On Thursday, August 11, 2011, Sir Arthur Conan Doyle once again made headlines, but it wasn’t for literary accomplishment or news of a long-lost Sherlock Holmes crime buster. He, instead, found himself on newswires around the world for having one of his books banned.
That night a school board in Albemarle County, Virginia, removed the book from its sixth grade reading list over unsubstantiated fears that the author was anti-Mormon.
There are many books in the crime series, but this incident specifically involves A Study in Scarlet, written by Doyle in 1886, which was censored after the mother of one Henley Middle School student, herself a Mormon, complained about a specific passage in the novel. While the school board couldn’t cite any particularly offensive passage, USA Today provided the following excerpt from Chapter Three of the first ever Sherlock Holmes case file that might be what she was offended by; please note that at this point in the story the plot involves a flashback scene to mid-19th century Utah and the forced marriage of a woman to a Mormon:
“(John Ferrier) had always determined, deep down in his resolute heart, that nothing would ever induce him to allow his daughter to wed a Mormon. Such marriage he regarded as no marriage at all, but as a shame and a disgrace. Whatever he might think of the Mormon doctrines, upon that one point he was inflexible. He had to seal his mouth on the subject, however, for to express an unorthodox opinion was a dangerous matter in those days in the Land of the Saints.”
More than 20 students attended the board meeting to show their support for the book and oppose the ban, which has caused a lot of negative publicity for the school board. A spokesman for the district said that “’banned’ is not the correct word for what happened,” yet what other way is there to describe a policy which removes a work of literature from classrooms for being potentially offensive and forces every child to cater to the sensibilities of a single parent.

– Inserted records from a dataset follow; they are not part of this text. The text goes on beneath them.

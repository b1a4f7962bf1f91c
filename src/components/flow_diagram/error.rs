//! Errors raised while loading the diagram configuration.

use thiserror::Error;

use super::types::FlowCategory;

/// Result alias for configuration loading.
pub type Result<T> = std::result::Result<T, ConfigError>;

/// Reasons a diagram configuration is rejected at startup.
#[derive(Error, Debug, Clone, PartialEq)]
pub enum ConfigError {
	/// The configuration document is not valid JSON for the expected schema.
	#[error("Malformed diagram configuration: {0}")]
	Parse(String),

	/// Two nodes share an id.
	#[error("Duplicate node id '{0}'")]
	DuplicateNode(String),

	/// A node has a non-positive width or height.
	#[error("Node '{0}' has an empty bounding box")]
	DegenerateNode(String),

	/// Two connectors share an id.
	#[error("Duplicate connector id '{0}'")]
	DuplicateConnector(String),

	/// Two flow definitions share a key.
	#[error("Duplicate flow category '{0}'")]
	DuplicateFlow(FlowCategory),

	/// A connector endpoint names a node that does not exist.
	#[error("Connector '{connector}' references unknown node '{node}'")]
	UnknownNode {
		/// Offending connector.
		connector: String,
		/// The missing node id.
		node: String,
	},

	/// A route was requested for a node id that does not exist.
	#[error("Unknown node '{0}'")]
	MissingNode(String),

	/// A connector belongs to a flow category with no definition.
	#[error("Connector '{connector}' uses undeclared flow category '{flow}'")]
	UnknownFlow {
		/// Offending connector.
		connector: String,
		/// The undeclared category.
		flow: FlowCategory,
	},

	/// The playback order names a flow category with no definition.
	#[error("Playback sequence names undeclared flow category '{0}'")]
	UnknownPlaybackFlow(FlowCategory),

	/// The playback order is empty.
	#[error("Playback sequence is empty")]
	EmptyPlayback,

	/// The playback step duration is zero.
	#[error("Playback step duration must be greater than zero")]
	ZeroStepDuration,
}

impl From<serde_json::Error> for ConfigError {
	fn from(e: serde_json::Error) -> Self {
		ConfigError::Parse(e.to_string())
	}
}

#[cfg(test)]
mod tests {
	use super::*;

	#[test]
	fn test_error_display() {
		let errors = vec![
			(
				ConfigError::DuplicateNode("host".into()),
				"Duplicate node id 'host'",
			),
			(
				ConfigError::UnknownNode {
					connector: "conn-a".into(),
					node: "ghost".into(),
				},
				"Connector 'conn-a' references unknown node 'ghost'",
			),
			(
				ConfigError::UnknownFlow {
					connector: "conn-a".into(),
					flow: FlowCategory::new("teal"),
				},
				"Connector 'conn-a' uses undeclared flow category 'teal'",
			),
			(
				ConfigError::ZeroStepDuration,
				"Playback step duration must be greater than zero",
			),
		];

		for (error, expected) in errors {
			assert_eq!(error.to_string(), expected);
		}
	}

	#[test]
	fn test_from_serde_error() {
		let err: ConfigError = serde_json::from_str::<u32>("nope").unwrap_err().into();
		assert!(matches!(err, ConfigError::Parse(_)));
	}
}
use leptos::prelude::*;

use super::controller::Controller;
use super::sequencer::Action;
use super::types::NodeCategory;

/// Node-category key, clickable flow entries and the play-all button.
#[component]
pub fn Legend(controller: Controller) -> impl IntoView {
	let state = controller.state();
	let playing = move || state.with(|s| s.is_auto_playing());

	let node_types = NodeCategory::ALL
		.into_iter()
		.map(|category| {
			view! {
				<div class="legend-item">
					<span class="legend-swatch" style:background-color=category.color() />
					<span>{category.label()}</span>
				</div>
			}
		})
		.collect_view();

	let flows = controller
		.diagram()
		.flows()
		.iter()
		.map(|flow| {
			let (key, key_click) = (flow.key.clone(), flow.key.clone());
			let (color, glow) = (flow.color.clone(), flow.color.clone());
			let is_active = move || state.with(|s| s.active() == Some(&key));
			let (active_class, active_glow) = (is_active.clone(), is_active.clone());
			let faded = move || state.with(|s| s.active().is_some()) && !is_active();
			view! {
				<div
					class="legend-item legend-flow"
					class:active=active_class
					style:opacity=move || if faded() { "0.4" } else { "1" }
					on:click=move |_| controller.dispatch(Action::SelectFlow(key_click.clone()))
				>
					<span
						class="legend-line"
						style:background-color=color
						style:box-shadow=move || {
							if active_glow() { format!("0 0 6px {glow}") } else { "none".to_string() }
						}
					/>
					<span>{flow.label.clone()}</span>
				</div>
			}
		})
		.collect_view();

	view! {
		<div class="legend">
			<div class="legend-group">
				<h4>"Nodes"</h4>
				<div class="legend-items">{node_types}</div>
			</div>
			<div class="legend-group">
				<h4>"Flows"</h4>
				<div class="legend-items">{flows}</div>
			</div>
		</div>
		<button
			class="play-all"
			class:playing=playing
			on:click=move |_| {
				let action = if playing() { Action::Stop } else { Action::PlayAll };
				controller.dispatch(action);
			}
		>
			{move || if playing() { "■ Stop" } else { "▶ Play All Flows" }}
		</button>
	}
}
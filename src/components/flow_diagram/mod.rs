//! Architecture diagram: routing engine, highlight sequencer and the canvas
//! components that draw them.

mod component;
mod controller;
pub mod error;
pub mod layout;
mod legend;
pub mod routing;
mod render;
pub mod sequencer;
mod state;
pub mod types;

pub use component::FlowDiagramCanvas;
pub use controller::Controller;
pub use layout::builtin;
pub use legend::Legend;
use std::f64::consts::PI;

use wasm_bindgen::JsValue;
use web_sys::CanvasRenderingContext2d;

use super::routing::Path;
use super::sequencer::Emphasis;
use super::state::DiagramView;
use super::types::{Connector, Node};

const BACKGROUND: &str = "#050814";
const GRID: &str = "rgba(100, 116, 139, 0.03)";
const GRID_STEP: f64 = 40.0;
const CORNER: f64 = 8.0;
/// Distance the dash pattern travels in one flow cycle.
const DASH_TRAVEL: f64 = 30.0;

fn ease_out_cubic(t: f64) -> f64 {
	1.0 - (1.0 - t).powi(3)
}

fn lerp(a: f64, b: f64, t: f64) -> f64 {
	a + (b - a) * t
}

pub fn render(view: &DiagramView, ctx: &CanvasRenderingContext2d) {
	let canvas = view.diagram.canvas;
	let r = view.pixel_ratio;
	let _ = ctx.set_transform(r, 0.0, 0.0, r, 0.0, 0.0);

	ctx.set_fill_style_str(BACKGROUND);
	ctx.fill_rect(0.0, 0.0, canvas.width, canvas.height);
	draw_grid(view, ctx);
	draw_connectors(view, ctx);
	draw_nodes(view, ctx);
}

fn draw_grid(view: &DiagramView, ctx: &CanvasRenderingContext2d) {
	let canvas = view.diagram.canvas;
	ctx.set_stroke_style_str(GRID);
	ctx.set_line_width(1.0);
	ctx.begin_path();
	let mut x = 0.0;
	while x <= canvas.width {
		ctx.move_to(x, 0.0);
		ctx.line_to(x, canvas.height);
		x += GRID_STEP;
	}
	let mut y = 0.0;
	while y <= canvas.height {
		ctx.move_to(0.0, y);
		ctx.line_to(canvas.width, y);
		y += GRID_STEP;
	}
	ctx.stroke();
}

fn trace(ctx: &CanvasRenderingContext2d, path: &Path) {
	ctx.begin_path();
	for (i, p) in path.points.iter().enumerate() {
		if i == 0 {
			ctx.move_to(p.x, p.y);
		} else {
			ctx.line_to(p.x, p.y);
		}
	}
}

fn set_dash(ctx: &CanvasRenderingContext2d, dash: f64, gap: f64) {
	let _ = ctx.set_line_dash(&js_sys::Array::of2(
		&JsValue::from_f64(dash),
		&JsValue::from_f64(gap),
	));
}

fn draw_connectors(view: &DiagramView, ctx: &CanvasRenderingContext2d) {
	let t = ease_out_cubic(view.highlight_t);
	let shown = view.shown();
	ctx.set_line_cap("round");
	ctx.set_line_join("round");

	for (conn, path) in view.diagram.routes() {
		let emphasis = shown.connector_emphasis(conn);
		let (width, alpha) = match emphasis {
			Emphasis::Highlighted => (lerp(2.5, 5.0, t), 0.85),
			Emphasis::Dimmed => (2.5, lerp(0.85, 0.25, t)),
			Emphasis::Normal => (2.5, 0.85),
		};
		let cycle = view
			.diagram
			.flow(&conn.flow)
			.map_or(2.0, |f| f.cycle_secs)
			.max(0.1);
		let dash_offset = -((view.flow_time / cycle) % 1.0) * DASH_TRAVEL;

		if emphasis == Emphasis::Highlighted && t > 0.01 {
			ctx.set_global_alpha(0.4 * t);
			ctx.set_stroke_style_str(&conn.color);
			ctx.set_line_width(8.0);
			if conn.dashed {
				set_dash(ctx, 6.0, 4.0);
			} else {
				let _ = ctx.set_line_dash(&js_sys::Array::new());
			}
			trace(ctx, path);
			ctx.stroke();
		}

		ctx.set_global_alpha(alpha);
		ctx.set_stroke_style_str(&conn.color);
		ctx.set_line_width(width);
		if conn.dashed {
			set_dash(ctx, 8.0, 6.0);
		} else {
			set_dash(ctx, 10.0, 5.0);
		}
		ctx.set_line_dash_offset(dash_offset);
		trace(ctx, path);
		ctx.stroke();
		let _ = ctx.set_line_dash(&js_sys::Array::new());

		draw_arrowhead(ctx, conn, path);
		ctx.set_global_alpha(1.0);
	}

	// Labels go on top of every line.
	for (conn, path) in view.diagram.routes() {
		let label_alpha = match shown.connector_emphasis(conn) {
			Emphasis::Highlighted => lerp(0.7, 1.0, t),
			_ => 0.7,
		};
		ctx.set_global_alpha(label_alpha);
		draw_label(ctx, conn, path);
	}
	ctx.set_global_alpha(1.0);
}

fn draw_arrowhead(ctx: &CanvasRenderingContext2d, conn: &Connector, path: &Path) {
	let tip = path.end();
	let heading = path.end_heading();
	ctx.save();
	let _ = ctx.translate(tip.x, tip.y);
	let _ = ctx.rotate(heading);
	ctx.set_fill_style_str(&conn.color);
	ctx.begin_path();
	ctx.move_to(0.0, -4.0);
	ctx.line_to(8.0, 0.0);
	ctx.line_to(0.0, 4.0);
	ctx.close_path();
	ctx.fill();
	ctx.restore();
}

fn draw_label(ctx: &CanvasRenderingContext2d, conn: &Connector, path: &Path) {
	let at = path.label_anchor();
	rounded_rect(ctx, at.x - 50.0, at.y - 11.0, 100.0, 22.0, 11.0);
	ctx.set_fill_style_str("rgba(0, 0, 0, 0.9)");
	ctx.fill();
	ctx.set_stroke_style_str(&conn.color);
	ctx.set_line_width(1.0);
	ctx.stroke();

	ctx.set_fill_style_str(&conn.color);
	ctx.set_font("600 10px sans-serif");
	ctx.set_text_align("center");
	ctx.set_text_baseline("middle");
	let _ = ctx.fill_text(&conn.label, at.x, at.y);
}

fn rounded_rect(ctx: &CanvasRenderingContext2d, x: f64, y: f64, w: f64, h: f64, r: f64) {
	ctx.begin_path();
	ctx.move_to(x + r, y);
	let _ = ctx.arc_to(x + w, y, x + w, y + h, r);
	let _ = ctx.arc_to(x + w, y + h, x, y + h, r);
	let _ = ctx.arc_to(x, y + h, x, y, r);
	let _ = ctx.arc_to(x, y, x + w, y, r);
	ctx.close_path();
}

fn draw_nodes(view: &DiagramView, ctx: &CanvasRenderingContext2d) {
	let t = ease_out_cubic(view.highlight_t);
	let shown = view.shown();

	for (idx, node) in view.diagram.nodes().iter().enumerate() {
		let emphasis = shown.node_emphasis(&node.id);
		let (alpha, scale) = match emphasis {
			Emphasis::Highlighted => (1.0, lerp(1.0, 1.03, t)),
			Emphasis::Dimmed => (lerp(1.0, 0.3, t), 1.0),
			Emphasis::Normal => (1.0, 1.0),
		};
		let hovered = view.hover == Some(idx);

		ctx.save();
		let b = node.bounds;
		let (cx, cy) = (b.x + b.width / 2.0, b.y + b.height / 2.0);
		let _ = ctx.translate(cx, cy);
		let _ = ctx.scale(scale, scale);
		let _ = ctx.translate(-cx, -cy);
		ctx.set_global_alpha(alpha);

		if emphasis == Emphasis::Highlighted && t > 0.01 {
			ctx.set_shadow_color(&node.category.rgba(0.3 * t));
			ctx.set_shadow_blur(25.0 * t);
		} else {
			ctx.set_shadow_color("rgba(0, 0, 0, 0.5)");
			ctx.set_shadow_blur(14.0);
			ctx.set_shadow_offset_y(6.0);
		}
		rounded_rect(ctx, b.x, b.y, b.width, b.height, CORNER);
		ctx.set_fill_style_str(BACKGROUND);
		ctx.fill();
		ctx.set_shadow_blur(0.0);
		ctx.set_shadow_offset_y(0.0);
		ctx.set_shadow_color("transparent");

		ctx.set_fill_style_str(&node.category.rgba(if hovered { 0.12 } else { 0.05 }));
		ctx.fill();
		ctx.set_stroke_style_str(&node.category.color());
		ctx.set_line_width(2.0);
		ctx.stroke();

		draw_node_text(ctx, node);
		ctx.restore();
	}
	ctx.set_global_alpha(1.0);
}

fn draw_node_text(ctx: &CanvasRenderingContext2d, node: &Node) {
	let b = node.bounds;
	let (left, mut y) = (b.x + 12.0, b.y + 20.0);
	let accent = node.category.color();
	ctx.set_text_align("left");
	ctx.set_text_baseline("alphabetic");

	ctx.set_fill_style_str(&accent);
	ctx.set_font("700 14px sans-serif");
	let _ = ctx.fill_text(&node.title, left, y);

	y += 14.0;
	ctx.set_fill_style_str("#94A3B8");
	ctx.set_font("600 9px sans-serif");
	let _ = ctx.fill_text(&node.subtitle.to_uppercase(), left, y);

	ctx.set_font("11px sans-serif");
	for bullet in &node.bullets {
		y += 14.0;
		ctx.set_global_alpha(ctx.global_alpha() * 0.6);
		ctx.set_fill_style_str(&accent);
		ctx.begin_path();
		let _ = ctx.arc(left + 2.0, y - 4.0, 1.5, 0.0, 2.0 * PI);
		ctx.fill();
		ctx.set_global_alpha(ctx.global_alpha() / 0.6);

		ctx.set_fill_style_str("#E2E8F0");
		let _ = ctx.fill_text(bullet, left + 10.0, y);
	}
}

Not that I’m advocating any type of religious intolerance, but taking a single passage out of context and calling it hate speech is not only illogical, but extremely uneducated. If she takes offense to the book based on that single passage and doesn’t want her daughter to read it, that’s fine; but why should everyone else have to do the same without a choice? The very reason given by her for its removal is the very same reason everyone else has for keeping it.
It’s worth noting that the ban affects middle and elementary students only; older students may still read the book. It’s also particularly ironic that Albermarle County happens to be where Thomas Jefferson’s Monticello is located; I think he’s spinning in his grave over this insult to the written word. He did love books, after all.
This isn’t the first time Doyle has faced the fire for religious concerns, incidentally.
A Salt Lake City newspaper in 1994 claimed that the author was quoted as saying the Mormon religion was “steeped in kidnapping, murder, and enslavement,” they based their presumption on the following quote from Doyle: “all I said about the Danite Band and the murders is historical so I cannot withdraw that, though it is likely that in a work of fiction it is stated more luridly than in a work of history.”
The historical fact he referred to is that Brigham Young and other Mormons were implicated in the 1857 Mountain Meadows Massacre- a series of raids against the Baker-Fancher wagon train in Utah. Dressed as Indians, a group of Mormons ultimately killed some 120 emigrants, only sparing seventeen children who were under the age of seven.
Many years after Doyle’s death, a president of the Mormon Church claimed that the author had privately apologized to the church, stating that he [Doyle] had been “misled by the writings of the time about the Mormon faith.”
Doyle’s trouble with censorship doesn’t end there, either. Not only was Doyle accused of being anti-Mormon but, according to legislators in the Soviet Union, he was an Occultist, too. In 1929 his books were banned by the former government. Today, they’ve turned a new page and his books are celebrated. A statue dedicated in 2007 of a pensive Holmes and Dr. Watson decorates the British embassy in Moscow and a 1986 TV series based on the character became one of the most popular broadcasts in Russian television history.
When taken within the full historical context of 19th century society’s understanding of the newly-formed faith, and when including the Mountain Meadows Massacre, it’s logical to include that passage within the storyline. It adds to the subtext, and to the development and history of the characters, making them more real and reflective of their time in world history.
Children are in school to learn the critical and analytical thinking skills that will carry them through a successful life and career; but how can they effectively do that without studying the mistakes of the past and discovering how those who have come before them dealt with life’s many issues?
There’s a wonderful African proverb that goes something like “Until lions have their historians, tales of the hunt shall always glorify the hunters.” All the revising in the world can not erase what happened in the past. What makes us responsible and mature adults is to learn from those mistakes, and to grow as individuals and as a society to make a better future.
A very disturbing pattern is beginning to emerge among these recent book challenges. One bent on revising history and sweeping the dark stains of humanity under the rug of the world’s collective consciousness. For every book they try in earnest to sweep under the rug, someone will be there to lift a corner and let the air of freedom in.